Dr John Crown from St Vincent’s University Hospital in Dublin said this research had been conducted in the UK, Ireland, New Zealand and Belgium, however, they found that new drugs that target the molecules associated with cancer, given in conjunction with chemotherapy, offer promising prospects for clinical trials.

Studies were focused on high-dose chemotherapy both in patients whose cancer has spread to other organs, as well as high-risk patients at an early stage of the disease. “There were great expectations for high-dose chemotherapy, but evidence from a number of trials show that there are no real benefits that outweigh the side-effects or improve the chances of survival,” said Dr Crown.

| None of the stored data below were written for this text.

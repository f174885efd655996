//! Role → permission lookup.
//!
//! The catalog is built once (from the directory or by hand in tests) and
//! shared read-only through an `Arc`.

use std::collections::{HashMap, HashSet};
use taskflow_core::models::{Permission, Role};
use taskflow_core::AppError;
use taskflow_db::DirectoryStore;
use uuid::Uuid;

#[derive(Debug, Clone, Default)]
pub struct PermissionCatalog {
    roles: HashMap<Uuid, HashSet<Permission>>,
}

impl PermissionCatalog {
    pub fn new() -> Self {
        Self::default()
    }

    pub fn from_roles<'a>(roles: impl IntoIterator<Item = &'a Role>) -> Self {
        let roles = roles
            .into_iter()
            .map(|role| (role.id, role.permissions.iter().copied().collect()))
            .collect();
        Self { roles }
    }

    /// Snapshot every role currently stored.
    #[tracing::instrument(skip(store))]
    pub async fn load(store: &dyn DirectoryStore) -> Result<Self, AppError> {
        let roles = store.list_roles().await?;
        tracing::info!(roles = roles.len(), "Permission catalog loaded");
        Ok(Self::from_roles(&roles))
    }

    pub fn with_role(
        mut self,
        role_id: Uuid,
        permissions: impl IntoIterator<Item = Permission>,
    ) -> Self {
        self.roles.insert(role_id, permissions.into_iter().collect());
        self
    }

    /// `None` when the role is unknown to the catalog.
    pub fn permissions(&self, role_id: Uuid) -> Option<&HashSet<Permission>> {
        self.roles.get(&role_id)
    }

    pub fn grants(&self, role_id: Uuid, permission: Permission) -> bool {
        self.roles
            .get(&role_id)
            .is_some_and(|set| set.contains(&permission))
    }

    pub fn len(&self) -> usize {
        self.roles.len()
    }

    pub fn is_empty(&self) -> bool {
        self.roles.is_empty()
    }
}

#[cfg(test)]
mod tests {
    use super::*;
    use taskflow_core::models::SystemRole;

    #[test]
    fn test_catalog_from_system_roles() {
        let manager = Role::from_system(SystemRole::Manager);
        let intern = Role::from_system(SystemRole::Intern);
        let catalog = PermissionCatalog::from_roles([&manager, &intern]);

        assert!(catalog.grants(manager.id, Permission::TaskCreateDown));
        assert!(!catalog.grants(intern.id, Permission::TaskCreateDown));
        assert!(catalog.grants(intern.id, Permission::TaskCreateUp));
        assert!(!catalog.grants(Uuid::new_v4(), Permission::TaskCreateUp));
    }

    #[test]
    fn test_with_role_replaces_previous_set() {
        let role_id = Uuid::new_v4();
        let catalog = PermissionCatalog::new()
            .with_role(role_id, [Permission::BoardMoveOwn])
            .with_role(role_id, [Permission::BoardViewAll]);

        assert_eq!(catalog.len(), 1);
        assert!(!catalog.grants(role_id, Permission::BoardMoveOwn));
        assert!(catalog.grants(role_id, Permission::BoardViewAll));
    }
}
//! Configuration module
//!
//! Runtime settings are read from the environment (and an optional `.env`
//! file). Hop bounds are compile-time constants in [`crate::constants`].

use std::env;
use std::time::Duration;

use crate::constants::{DEFAULT_LOCK_SWEEP_INTERVAL_SECS, DEFAULT_LOCK_TTL_SECS};

const MAX_CONNECTIONS: u32 = 20;
const CONNECTION_TIMEOUT_SECS: u64 = 30;

/// Application configuration.
#[derive(Clone, Debug)]
pub struct Config {
    /// Postgres connection string. `None` selects the in-memory store.
    pub database_url: Option<String>,
    pub db_max_connections: u32,
    pub db_timeout_seconds: u64,
    pub environment: String,
    pub lock_ttl_secs: u64,
    pub lock_sweep_interval_secs: u64,
    /// Cross-department fallback used when a company record cannot be found.
    pub default_allow_cross_dept_comm: bool,
    pub log_json: bool,
}

impl Default for Config {
    fn default() -> Self {
        Self {
            database_url: None,
            db_max_connections: MAX_CONNECTIONS,
            db_timeout_seconds: CONNECTION_TIMEOUT_SECS,
            environment: "development".to_string(),
            lock_ttl_secs: DEFAULT_LOCK_TTL_SECS,
            lock_sweep_interval_secs: DEFAULT_LOCK_SWEEP_INTERVAL_SECS,
            default_allow_cross_dept_comm: false,
            log_json: false,
        }
    }
}

impl Config {
    pub fn from_env() -> Result<Self, anyhow::Error> {
        dotenvy::dotenv().ok();

        let defaults = Config::default();
        let config = Config {
            database_url: env::var("DATABASE_URL").ok().filter(|s| !s.is_empty()),
            db_max_connections: parse_var("DB_MAX_CONNECTIONS", defaults.db_max_connections)?,
            db_timeout_seconds: parse_var("DB_TIMEOUT_SECONDS", defaults.db_timeout_seconds)?,
            environment: env::var("ENVIRONMENT").unwrap_or(defaults.environment),
            lock_ttl_secs: parse_var("LOCK_TTL_SECS", defaults.lock_ttl_secs)?,
            lock_sweep_interval_secs: parse_var(
                "LOCK_SWEEP_INTERVAL_SECS",
                defaults.lock_sweep_interval_secs,
            )?,
            default_allow_cross_dept_comm: parse_bool(
                "DEFAULT_ALLOW_CROSS_DEPT_COMM",
                defaults.default_allow_cross_dept_comm,
            ),
            log_json: parse_bool("LOG_JSON", defaults.log_json),
        };

        config.validate()?;
        Ok(config)
    }

    pub fn validate(&self) -> Result<(), anyhow::Error> {
        if self.db_max_connections == 0 {
            anyhow::bail!("DB_MAX_CONNECTIONS must be greater than 0");
        }
        if self.lock_ttl_secs == 0 {
            anyhow::bail!("LOCK_TTL_SECS must be greater than 0");
        }
        if self.lock_sweep_interval_secs == 0 {
            anyhow::bail!("LOCK_SWEEP_INTERVAL_SECS must be greater than 0");
        }
        if let Some(url) = &self.database_url {
            if !url.starts_with("postgres://") && !url.starts_with("postgresql://") {
                anyhow::bail!("DATABASE_URL must be a postgres connection string");
            }
        }
        Ok(())
    }

    /// Check if the application is running in production mode
    pub fn is_production(&self) -> bool {
        let env = self.environment.to_lowercase();
        env == "production" || env == "prod"
    }

    pub fn lock_ttl(&self) -> Duration {
        Duration::from_secs(self.lock_ttl_secs)
    }

    pub fn lock_sweep_interval(&self) -> Duration {
        Duration::from_secs(self.lock_sweep_interval_secs)
    }
}

fn parse_var<T>(key: &str, default: T) -> Result<T, anyhow::Error>
where
    T: std::str::FromStr,
    T::Err: std::fmt::Display,
{
    match env::var(key) {
        Ok(raw) if !raw.trim().is_empty() => raw
            .trim()
            .parse()
            .map_err(|e| anyhow::anyhow!("Invalid value for {}: {}", key, e)),
        _ => Ok(default),
    }
}

fn parse_bool(key: &str, default: bool) -> bool {
    env::var(key)
        .map(|v| matches!(v.trim().to_lowercase().as_str(), "1" | "true" | "yes"))
        .unwrap_or(default)
}

#[cfg(test)]
mod tests {
    use super::*;

    #[test]
    fn test_default_config_is_valid() {
        let config = Config::default();
        assert!(config.validate().is_ok());
        assert_eq!(config.lock_ttl(), Duration::from_secs(30));
        assert!(!config.is_production());
    }

    #[test]
    fn test_validate_rejects_zero_ttl() {
        let config = Config {
            lock_ttl_secs: 0,
            ..Config::default()
        };
        assert!(config.validate().is_err());
    }

    #[test]
    fn test_validate_rejects_non_postgres_url() {
        let config = Config {
            database_url: Some("mysql://localhost/db".to_string()),
            ..Config::default()
        };
        assert!(config.validate().is_err());
    }

    #[test]
    fn test_is_production() {
        let config = Config {
            environment: "PROD".to_string(),
            ..Config::default()
        };
        assert!(config.is_production());
    }
}
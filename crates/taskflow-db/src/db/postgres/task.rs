use sqlx::types::Json;
use sqlx::{PgPool, Postgres};
use taskflow_core::models::Task;
use taskflow_core::AppError;
use uuid::Uuid;

use crate::db::store::TaskStore;

const TASK_COLUMNS: &str = r#"
    id, company_id, title, description, assigned_to_user_id, assigned_to_department_id,
    created_by_id, flow_type, status, version, escalation_path, history, created_at, updated_at
"#;

#[derive(Clone)]
pub struct PgTaskStore {
    pool: PgPool,
}

impl PgTaskStore {
    pub fn new(pool: PgPool) -> Self {
        Self { pool }
    }
}

#[async_trait::async_trait]
impl TaskStore for PgTaskStore {
    #[tracing::instrument(skip(self), fields(db.system = "postgresql", db.table = "tasks"))]
    async fn get_task(&self, company_id: Uuid, task_id: Uuid) -> Result<Option<Task>, AppError> {
        let sql = format!(
            "SELECT {} FROM tasks WHERE company_id = $1 AND id = $2",
            TASK_COLUMNS
        );
        let task = sqlx::query_as::<Postgres, Task>(&sql)
            .bind(company_id)
            .bind(task_id)
            .fetch_optional(&self.pool)
            .await?;
        Ok(task)
    }

    #[tracing::instrument(skip(self, task), fields(task_id = %task.id, db.table = "tasks"))]
    async fn insert_task(&self, task: &Task) -> Result<(), AppError> {
        sqlx::query(
            r#"
            INSERT INTO tasks (
                id, company_id, title, description, assigned_to_user_id,
                assigned_to_department_id, created_by_id, flow_type, status, version,
                escalation_path, history, created_at, updated_at
            )
            VALUES ($1, $2, $3, $4, $5, $6, $7, $8, $9, $10, $11, $12, $13, $14)
            "#,
        )
        .bind(task.id)
        .bind(task.company_id)
        .bind(&task.title)
        .bind(&task.description)
        .bind(task.assigned_to_user_id)
        .bind(task.assigned_to_department_id)
        .bind(task.created_by_id)
        .bind(task.flow_type)
        .bind(task.status)
        .bind(task.version)
        .bind(&task.escalation_path)
        .bind(Json(&task.history))
        .bind(task.created_at)
        .bind(task.updated_at)
        .execute(&self.pool)
        .await
        .map_err(|e| {
            tracing::error!(
                error = %e,
                task_id = %task.id,
                company_id = %task.company_id,
                "Failed to insert task"
            );
            AppError::Database(e)
        })?;

        tracing::info!(task_id = %task.id, flow_type = %task.flow_type, "Task inserted");
        Ok(())
    }

    #[tracing::instrument(skip(self, task), fields(task_id = %task.id, db.table = "tasks"))]
    async fn update_task_versioned(
        &self,
        task: &Task,
        expected_version: i64,
    ) -> Result<Task, AppError> {
        let sql = format!(
            r#"
            UPDATE tasks
            SET title = $3, description = $4, assigned_to_user_id = $5,
                assigned_to_department_id = $6, flow_type = $7, status = $8,
                escalation_path = $9, history = $10, version = version + 1, updated_at = NOW()
            WHERE company_id = $1 AND id = $2 AND version = $11
            RETURNING {}
            "#,
            TASK_COLUMNS
        );
        let updated = sqlx::query_as::<Postgres, Task>(&sql)
            .bind(task.company_id)
            .bind(task.id)
            .bind(&task.title)
            .bind(&task.description)
            .bind(task.assigned_to_user_id)
            .bind(task.assigned_to_department_id)
            .bind(task.flow_type)
            .bind(task.status)
            .bind(&task.escalation_path)
            .bind(Json(&task.history))
            .bind(expected_version)
            .fetch_optional(&self.pool)
            .await?;

        if let Some(updated) = updated {
            return Ok(updated);
        }

        let actual: Option<i64> =
            sqlx::query_scalar("SELECT version FROM tasks WHERE company_id = $1 AND id = $2")
                .bind(task.company_id)
                .bind(task.id)
                .fetch_optional(&self.pool)
                .await?;

        match actual {
            Some(actual) => {
                tracing::debug!(
                    task_id = %task.id,
                    expected_version,
                    actual,
                    "Task version conflict"
                );
                Err(AppError::VersionConflict {
                    task_id: task.id,
                    expected: expected_version,
                    actual,
                })
            }
            None => Err(AppError::NotFound(format!("task {}", task.id))),
        }
    }
}
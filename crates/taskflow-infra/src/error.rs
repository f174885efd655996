//! Client-facing error responses
//!
//! Transport adapters live outside this workspace; they serialize
//! [`ErrorResponse`] and use [`ErrorMetadata::http_status_code`] for the status.

use serde::Serialize;
use taskflow_core::{AppError, ErrorMetadata, LogLevel};

/// Standard error body.
#[derive(Debug, Serialize)]
pub struct ErrorResponse {
    pub error: String,
    #[serde(skip_serializing_if = "Option::is_none")]
    pub details: Option<String>,
    #[serde(skip_serializing_if = "Option::is_none")]
    pub error_type: Option<String>,
    /// Machine-readable error code for programmatic handling
    pub code: String,
    /// Whether this error is recoverable (can be retried)
    pub recoverable: bool,
    #[serde(skip_serializing_if = "Option::is_none")]
    pub suggested_action: Option<String>,
    /// Structured authorization decision, present for denials only.
    #[serde(skip_serializing_if = "Option::is_none")]
    pub decision: Option<serde_json::Value>,
}

impl ErrorResponse {
    /// Build the body for `err`. Details are withheld in production and for sensitive errors.
    pub fn from_app_error(err: &AppError, production: bool) -> Self {
        let expose = !production && !err.is_sensitive();
        let decision = match err {
            AppError::Denied(decision) => serde_json::to_value(decision.as_ref()).ok(),
            _ => None,
        };

        Self {
            error: err.client_message(),
            details: expose.then(|| err.detailed_message()),
            error_type: expose.then(|| err.error_type().to_string()),
            code: err.error_code().to_string(),
            recoverable: err.is_recoverable(),
            suggested_action: err.suggested_action().map(String::from),
            decision,
        }
    }
}

/// Log `err` at the level its metadata asks for.
pub fn log_app_error(err: &AppError) {
    let code = err.error_code();
    match err.log_level() {
        LogLevel::Debug => tracing::debug!(error = %err, code, "Request failed"),
        LogLevel::Warn => tracing::warn!(error = %err, code, "Request failed"),
        LogLevel::Error => tracing::error!(
            error = %err,
            details = %err.detailed_message(),
            code,
            "Request failed"
        ),
    }
}

#[cfg(test)]
mod tests {
    use super::*;
    use taskflow_core::models::{AuthorizationDecision, DenialReason};
    use uuid::Uuid;

    #[test]
    fn test_denial_response_carries_decision() {
        let err = AppError::from(AuthorizationDecision::deny(DenialReason::NotSubordinate));
        let response = ErrorResponse::from_app_error(&err, true);

        assert_eq!(response.code, "AUTHORIZATION_DENIED");
        assert!(!response.recoverable);
        assert!(response.error.contains("não é subordinado"));
        assert!(response.details.is_none());

        let json = serde_json::to_value(&response).unwrap();
        assert_eq!(json["decision"]["reason"]["code"], "NOT_SUBORDINATE");
        assert!(json.get("details").is_none());
    }

    #[test]
    fn test_store_errors_hide_details_outside_production() {
        let err = AppError::Store("connection reset".to_string());
        let response = ErrorResponse::from_app_error(&err, false);

        assert_eq!(response.code, "STORE_UNAVAILABLE");
        assert!(response.recoverable);
        assert!(response.details.is_none());
        assert!(!response.error.contains("connection reset"));
    }

    #[test]
    fn test_development_response_includes_details() {
        let err = AppError::VersionConflict {
            task_id: Uuid::new_v4(),
            expected: 1,
            actual: 3,
        };
        let response = ErrorResponse::from_app_error(&err, false);

        assert_eq!(response.code, "VERSION_CONFLICT");
        assert_eq!(response.error_type.as_deref(), Some("VersionConflict"));
        assert!(response.details.unwrap().contains("found 3"));
        assert!(response.decision.is_none());
    }
}
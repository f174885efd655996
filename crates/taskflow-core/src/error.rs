//! Error types module
//!
//! All failures raised by Taskflow services are unified under [`AppError`].
//! Authorization *decisions* are not errors: `authorize_*` calls return an
//! [`AuthorizationDecision`](crate::models::AuthorizationDecision) value, and only
//! mutating orchestrator calls wrap a negative decision in [`AppError::Denied`].
//!
//! The `Database` variant and `From<sqlx::Error>` are gated behind the `sqlx` feature.

use std::io;

use uuid::Uuid;

#[cfg(feature = "sqlx")]
use sqlx::Error as SqlxError;

use crate::models::AuthorizationDecision;

/// Log level for error reporting
#[derive(Debug, Clone, Copy, PartialEq, Eq)]
pub enum LogLevel {
    /// Debug level - for expected errors like validation failures
    Debug,
    /// Warning level - for recoverable issues like contention
    Warn,
    /// Error level - for unexpected failures
    Error,
}

/// Metadata describing how an error should be presented to a caller.
pub trait ErrorMetadata {
    /// HTTP status code a transport layer should use
    fn http_status_code(&self) -> u16;

    /// Machine-readable error code (e.g., "VERSION_CONFLICT")
    fn error_code(&self) -> &'static str;

    /// Whether the caller may retry the operation after re-fetching
    fn is_recoverable(&self) -> bool;

    /// Suggested action for the client
    fn suggested_action(&self) -> Option<&'static str>;

    /// Client-facing message (may differ from internal error message)
    fn client_message(&self) -> String;

    /// Whether details should be hidden in production
    fn is_sensitive(&self) -> bool;

    /// Log level for this error
    fn log_level(&self) -> LogLevel;
}

/// A hierarchy mutation that would corrupt the superior graph.
#[derive(Debug, Clone, PartialEq, Eq, thiserror::Error)]
pub enum IntegrityViolation {
    #[error("moving user {user_id} under {superior_id} would create a cycle")]
    CycleDetected { user_id: Uuid, superior_id: Uuid },

    #[error("user {0} cannot be its own superior")]
    SelfSuperior(Uuid),

    #[error("user {user_id} is a root with {subordinates} subordinate(s); a replacement superior is required")]
    OrphanedSubtree { user_id: Uuid, subordinates: usize },

    #[error("{kind} {id} does not exist")]
    MissingEntity { kind: &'static str, id: Uuid },

    #[error("user {other_id} does not belong to the same company as {user_id}")]
    CrossCompany { user_id: Uuid, other_id: Uuid },

    #[error("superior {0} is not active")]
    InactiveSuperior(Uuid),

    #[error("user {0} is already inactive")]
    AlreadyInactive(Uuid),
}

#[derive(Debug, thiserror::Error)]
pub enum AppError {
    #[cfg(feature = "sqlx")]
    #[error("Database error: {0}")]
    Database(#[source] SqlxError),

    #[cfg(not(feature = "sqlx"))]
    #[error("Database error: {0}")]
    Database(String),

    #[error("Store error: {0}")]
    Store(String),

    #[error("Invalid input: {0}")]
    InvalidInput(String),

    #[error("Not found: {0}")]
    NotFound(String),

    #[error("Unauthorized: {0}")]
    Unauthorized(String),

    #[error("Hierarchy integrity violation: {0}")]
    Integrity(#[from] IntegrityViolation),

    #[error("Denied: {}", .0.reason_text().unwrap_or_default())]
    Denied(Box<AuthorizationDecision>),

    #[error("Version conflict on task {task_id}: expected {expected}, found {actual}")]
    VersionConflict {
        task_id: Uuid,
        expected: i64,
        actual: i64,
    },

    #[error("Resource {resource} is locked by {holder}")]
    ResourceLocked { resource: String, holder: Uuid },

    #[error("Concurrent modification: {0}")]
    ConcurrentModification(String),

    #[error("Internal error: {0}")]
    Internal(String),

    #[error("Internal error with source")]
    InternalWithSource {
        message: String,
        #[source]
        source: anyhow::Error,
    },
}

#[cfg(feature = "sqlx")]
impl From<SqlxError> for AppError {
    fn from(err: SqlxError) -> Self {
        AppError::Database(err)
    }
}

impl From<anyhow::Error> for AppError {
    fn from(err: anyhow::Error) -> Self {
        AppError::InternalWithSource {
            message: err.to_string(),
            source: err,
        }
    }
}

impl From<io::Error> for AppError {
    fn from(err: io::Error) -> Self {
        AppError::Internal(format!("IO error: {}", err))
    }
}

impl From<serde_json::Error> for AppError {
    fn from(err: serde_json::Error) -> Self {
        AppError::InvalidInput(format!("JSON parsing error: {}", err))
    }
}

impl From<validator::ValidationErrors> for AppError {
    fn from(err: validator::ValidationErrors) -> Self {
        AppError::InvalidInput(format!("Validation error: {}", err))
    }
}

impl From<AuthorizationDecision> for AppError {
    fn from(decision: AuthorizationDecision) -> Self {
        AppError::Denied(Box::new(decision))
    }
}

/// Static metadata for each variant: (http_status, error_code, recoverable, suggested_action, sensitive, log_level).
fn app_error_static_metadata(
    err: &AppError,
) -> (
    u16,
    &'static str,
    bool,
    Option<&'static str>,
    bool,
    LogLevel,
) {
    match err {
        AppError::Database(_) | AppError::Store(_) => (
            503,
            "STORE_UNAVAILABLE",
            true,
            Some("Retry after a short delay"),
            true,
            LogLevel::Error,
        ),
        AppError::InvalidInput(_) => (
            400,
            "INVALID_INPUT",
            false,
            Some("Check request parameters and try again"),
            false,
            LogLevel::Debug,
        ),
        AppError::NotFound(_) => (
            404,
            "NOT_FOUND",
            false,
            Some("Verify the resource ID exists"),
            false,
            LogLevel::Debug,
        ),
        AppError::Unauthorized(_) => (
            401,
            "UNAUTHORIZED",
            false,
            Some("Check that the account is active"),
            false,
            LogLevel::Debug,
        ),
        AppError::Integrity(_) => (
            422,
            "HIERARCHY_INTEGRITY_VIOLATION",
            false,
            Some("Choose a different superior or specify a replacement"),
            false,
            LogLevel::Warn,
        ),
        AppError::Denied(_) => (
            403,
            "AUTHORIZATION_DENIED",
            false,
            Some("Request approval from a superior with the required permission"),
            false,
            LogLevel::Debug,
        ),
        AppError::VersionConflict { .. } => (
            409,
            "VERSION_CONFLICT",
            true,
            Some("Re-fetch the task and retry with the current version"),
            false,
            LogLevel::Debug,
        ),
        AppError::ResourceLocked { .. } => (
            423,
            "RESOURCE_LOCKED",
            true,
            Some("Retry after the other user finishes"),
            false,
            LogLevel::Debug,
        ),
        AppError::ConcurrentModification(_) => (
            409,
            "CONCURRENT_MODIFICATION",
            true,
            Some("Re-fetch and retry the operation"),
            false,
            LogLevel::Warn,
        ),
        AppError::Internal(_) | AppError::InternalWithSource { .. } => (
            500,
            "INTERNAL_ERROR",
            true,
            Some("Retry after a short delay"),
            true,
            LogLevel::Error,
        ),
    }
}

impl AppError {
    /// Get the error type name for detailed error responses
    pub fn error_type(&self) -> &str {
        match self {
            AppError::Database(_) => "Database",
            AppError::Store(_) => "Store",
            AppError::InvalidInput(_) => "InvalidInput",
            AppError::NotFound(_) => "NotFound",
            AppError::Unauthorized(_) => "Unauthorized",
            AppError::Integrity(_) => "IntegrityViolation",
            AppError::Denied(_) => "AuthorizationDenied",
            AppError::VersionConflict { .. } => "VersionConflict",
            AppError::ResourceLocked { .. } => "ResourceLocked",
            AppError::ConcurrentModification(_) => "ConcurrentModification",
            AppError::Internal(_) | AppError::InternalWithSource { .. } => "Internal",
        }
    }

    /// True for the retryable concurrency family (version, lock, precondition).
    pub fn is_concurrency_conflict(&self) -> bool {
        matches!(
            self,
            AppError::VersionConflict { .. }
                | AppError::ResourceLocked { .. }
                | AppError::ConcurrentModification(_)
        )
    }

    /// Get detailed error information including error chain
    pub fn detailed_message(&self) -> String {
        use std::error::Error;

        let mut details = self.to_string();

        let mut source = self.source();
        let mut depth = 0;
        while let Some(err) = source {
            depth += 1;
            if depth > 5 {
                details.push_str("\n  ... (truncated)");
                break;
            }
            details.push_str(&format!("\n  Caused by: {}", err));
            source = err.source();
        }

        details
    }
}

impl ErrorMetadata for AppError {
    fn http_status_code(&self) -> u16 {
        app_error_static_metadata(self).0
    }

    fn error_code(&self) -> &'static str {
        app_error_static_metadata(self).1
    }

    fn is_recoverable(&self) -> bool {
        app_error_static_metadata(self).2
    }

    fn suggested_action(&self) -> Option<&'static str> {
        app_error_static_metadata(self).3
    }

    fn is_sensitive(&self) -> bool {
        app_error_static_metadata(self).4
    }

    fn log_level(&self) -> LogLevel {
        app_error_static_metadata(self).5
    }

    fn client_message(&self) -> String {
        match self {
            AppError::Database(_) | AppError::Store(_) => "Failed to access data store".to_string(),
            AppError::InvalidInput(ref msg) => msg.clone(),
            AppError::NotFound(ref msg) => msg.clone(),
            AppError::Unauthorized(ref msg) => msg.clone(),
            AppError::Integrity(ref violation) => violation.to_string(),
            AppError::Denied(ref decision) => decision
                .reason_text()
                .unwrap_or_else(|| "Operation not permitted".to_string()),
            AppError::VersionConflict { .. } => {
                "The task was modified by someone else; reload and try again".to_string()
            }
            AppError::ResourceLocked { .. } => {
                "This item is being modified by another user".to_string()
            }
            AppError::ConcurrentModification(_) => {
                "The records changed while the operation was running".to_string()
            }
            AppError::Internal(_) | AppError::InternalWithSource { .. } => {
                "Internal server error".to_string()
            }
        }
    }
}

#[cfg(test)]
mod tests {
    use super::*;
    use crate::models::DenialReason;

    #[test]
    fn test_error_metadata_version_conflict() {
        let err = AppError::VersionConflict {
            task_id: Uuid::new_v4(),
            expected: 1,
            actual: 2,
        };
        assert_eq!(err.http_status_code(), 409);
        assert_eq!(err.error_code(), "VERSION_CONFLICT");
        assert!(err.is_recoverable());
        assert!(err.is_concurrency_conflict());
        assert!(!err.is_sensitive());
    }

    #[test]
    fn test_error_metadata_integrity() {
        let user_id = Uuid::new_v4();
        let err = AppError::from(IntegrityViolation::SelfSuperior(user_id));
        assert_eq!(err.http_status_code(), 422);
        assert!(!err.is_recoverable());
        assert!(!err.is_concurrency_conflict());
        assert!(err.client_message().contains(&user_id.to_string()));
        assert_eq!(err.log_level(), LogLevel::Warn);
    }

    #[test]
    fn test_denied_carries_reason_text() {
        let decision = AuthorizationDecision::deny(DenialReason::NotSubordinate);
        let err = AppError::from(decision);
        assert_eq!(err.http_status_code(), 403);
        assert!(err.client_message().contains("não é subordinado"));
        assert!(err.to_string().contains("não é subordinado"));
    }

    #[test]
    fn test_store_errors_are_sensitive() {
        let err = AppError::Store("connection reset".to_string());
        assert!(err.is_sensitive());
        assert_eq!(err.client_message(), "Failed to access data store");
        assert_eq!(err.log_level(), LogLevel::Error);
    }
}
//! Tracing subscriber initialization

mod init_basic;

pub use init_basic::{init_telemetry, shutdown_telemetry};
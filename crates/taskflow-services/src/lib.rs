//! Taskflow Services Layer
//!
//! Business services of the authorization and hierarchy engine: the
//! materialized hierarchy, the authorization policy with its escalation walk,
//! and the task orchestrator that applies allowed decisions. Storage is
//! reached only through the traits in `taskflow-db`.

pub mod authorization;
pub mod engine;
pub mod hierarchy;
pub mod orchestrator;
pub mod permissions;

#[cfg(feature = "maintenance")]
pub mod maintenance;

pub use authorization::{AuthContext, AuthorizationService, EscalationOutcome, TaskCreationRequest};
pub use engine::Engine;
pub use hierarchy::{
    DeactivationReport, HierarchyIssue, HierarchyPath, HierarchyService, HierarchyValidation,
    PathRepairReport,
};
#[cfg(feature = "maintenance")]
pub use maintenance::LockMaintenanceService;
pub use orchestrator::{NewTask, ReassignTask, TaskOrchestrator};
pub use permissions::PermissionCatalog;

Dr Crown and colleague Professor Robert Leonard conducted the ‘Anglo-Celtic I Study’, of more than 600 women with severe breast cancer involving the lymph nodes with a short program of high-dose chemotherapy. Results of the 5-year follow-up were presented and showed no significant differences in the survival or the rate of relapse. “In truth, the results of conventional-dose chemotherapy were better than expected,” he said. “However, we must keep an open mind for the rest of the data, although our results already indicate that any benefits that emerge from high-dose chemotherapy will be, at best, modest.”

Dr Crown says these results show “how far we can go with chemotherapy” and that “it would seem the post-chemotherapy phase of the war on cancer has just begun”.

(Source: ESMO)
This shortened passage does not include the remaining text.